What the exercise asks | A single figure is the whole answer: the number of lines in the entries that contain "LabelArgs".

Data excerpts |
//! `kas-registry` commands.
//!
//! A registration carries exactly one public key: either the key material
//! itself (`--public-key-local`) or a URI it is published at
//! (`--public-key-remote`). Passing both is rejected before any call.

use std::io::Write;

use clap::{Args, Subcommand};
use policyctl_client::{KasEntryUpdate, NewKasEntry, PolicyApi};
use policyctl_core::PublicKey;
use tracing::info;

use super::shared::{LabelArgs, LabelUpdateArgs};
use crate::confirm::{gate, PendingAction};
use crate::error::{CliError, CliResult};
use crate::flags;
use crate::handler::Handler;
use crate::output::{self, Console};

/// KAS registry subcommands.
#[derive(Debug, Subcommand)]
pub enum KasRegistryCommand {
    /// Show one registration
    Get(IdArgs),

    /// List all registrations
    List,

    /// Register a Key Access Server
    Create(CreateArgs),

    /// Update a registration
    Update(UpdateArgs),

    /// Remove a registration
    Delete(IdArgs),
}

/// Arguments naming one registration.
#[derive(Debug, Args)]
pub struct IdArgs {
    /// Registration id (required)
    #[arg(long)]
    pub id: Option<String>,
}

/// Public key flags.
#[derive(Debug, Default, Args)]
pub struct KeyArgs {
    /// Public key material
    #[arg(long)]
    pub public_key_local: Option<String>,

    /// URI the public key is published at
    #[arg(long)]
    pub public_key_remote: Option<String>,
}

impl KeyArgs {
    fn optional(&self) -> CliResult<Option<PublicKey>> {
        PublicKey::from_flags(
            &flags::optional(self.public_key_local.as_deref()),
            &flags::optional(self.public_key_remote.as_deref()),
        )
        .map_err(CliError::invalid_flag)
    }

    fn required(&self) -> CliResult<PublicKey> {
        PublicKey::require_from_flags(
            &flags::optional(self.public_key_local.as_deref()),
            &flags::optional(self.public_key_remote.as_deref()),
        )
        .map_err(CliError::invalid_flag)
    }
}

/// Arguments for `create`.
#[derive(Debug, Args)]
pub struct CreateArgs {
    /// Key Access Server URI (required)
    #[arg(long)]
    pub uri: Option<String>,

    #[command(flatten)]
    pub key: KeyArgs,

    #[command(flatten)]
    pub labels: LabelArgs,
}

/// Arguments for `update`.
#[derive(Debug, Args)]
pub struct UpdateArgs {
    /// Registration id (required)
    #[arg(long)]
    pub id: Option<String>,

    /// New Key Access Server URI
    #[arg(long)]
    pub uri: Option<String>,

    #[command(flatten)]
    pub key: KeyArgs,

    #[command(flatten)]
    pub labels: LabelUpdateArgs,
}

/// Runs a KAS registry command.
pub async fn run<A: PolicyApi, W: Write>(
    cmd: KasRegistryCommand,
    handler: &Handler<A>,
    console: &mut Console<W>,
) -> CliResult<()> {
    match cmd {
        KasRegistryCommand::Get(args) => {
            let id = flags::required("id", args.id.as_deref())?;
            let entry = handler
                .get_kas_entry(&id)
                .await
                .map_err(CliError::remote(format!("Failed to get KAS registry entry ({id})")))?;
            console.render(&output::kas_entry(&entry), &entry)
        }
        KasRegistryCommand::List => {
            let entries = handler
                .list_kas_entries()
                .await
                .map_err(CliError::remote("Failed to list KAS registry entries"))?;
            console.render(&output::kas_list(&entries), &entries)
        }
        KasRegistryCommand::Create(args) => create(args, handler, console).await,
        KasRegistryCommand::Update(args) => update(args, handler, console).await,
        KasRegistryCommand::Delete(args) => delete(args, handler, console).await,
    }
}

async fn create<A: PolicyApi, W: Write>(
    args: CreateArgs,
    handler: &Handler<A>,
    console: &mut Console<W>,
) -> CliResult<()> {
    let uri = flags::required("uri", args.uri.as_deref())?;
    let public_key = args.key.required()?;
    let labels = flags::labels(&args.labels.labels)?;

    let created = handler
        .create_kas_entry(NewKasEntry {
            uri,
            public_key,
            labels,
        })
        .await
        .map_err(CliError::remote("Failed to create KAS registry entry"))?;
    info!(id = %created.id, uri = %created.uri, "Created KAS registry entry");

    console.render(&output::kas_entry(&created), &created)
}

async fn update<A: PolicyApi, W: Write>(
    args: UpdateArgs,
    handler: &Handler<A>,
    console: &mut Console<W>,
) -> CliResult<()> {
    let id = flags::required("id", args.id.as_deref())?;
    let uri = flags::optional(args.uri.as_deref());
    let update = KasEntryUpdate {
        id: id.clone(),
        uri: (!uri.trim().is_empty()).then_some(uri),
        public_key: args.key.optional()?,
        labels: args.labels.patch()?,
    };
    if update.is_empty() {
        return Err(CliError::arguments(
            "Nothing to update",
            "pass --uri, --public-key-local, --public-key-remote or --label",
        ));
    }

    let updated = handler
        .update_kas_entry(update)
        .await
        .map_err(CliError::remote(format!("Failed to update KAS registry entry ({id})")))?;
    info!(id = %updated.id, "Updated KAS registry entry");

    console.render(&output::kas_entry(&updated), &updated)
}

async fn delete<A: PolicyApi, W: Write>(
    args: IdArgs,
    handler: &Handler<A>,
    console: &mut Console<W>,
) -> CliResult<()> {
    let id = flags::required("id", args.id.as_deref())?;
    handler
        .get_kas_entry(&id)
        .await
        .map_err(CliError::remote(format!("Failed to get KAS registry entry ({id})")))?;

    gate(
        console.confirmer(),
        &PendingAction::new("delete", "KAS registry entry", &id),
    )?;

    let deleted = handler
        .delete_kas_entry(&id)
        .await
        .map_err(CliError::remote(format!("Failed to delete KAS registry entry ({id})")))?;
    info!(id = %deleted.id, "Deleted KAS registry entry");

    console.render(&output::kas_deleted(&deleted), &deleted)
}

Solution for this task | 2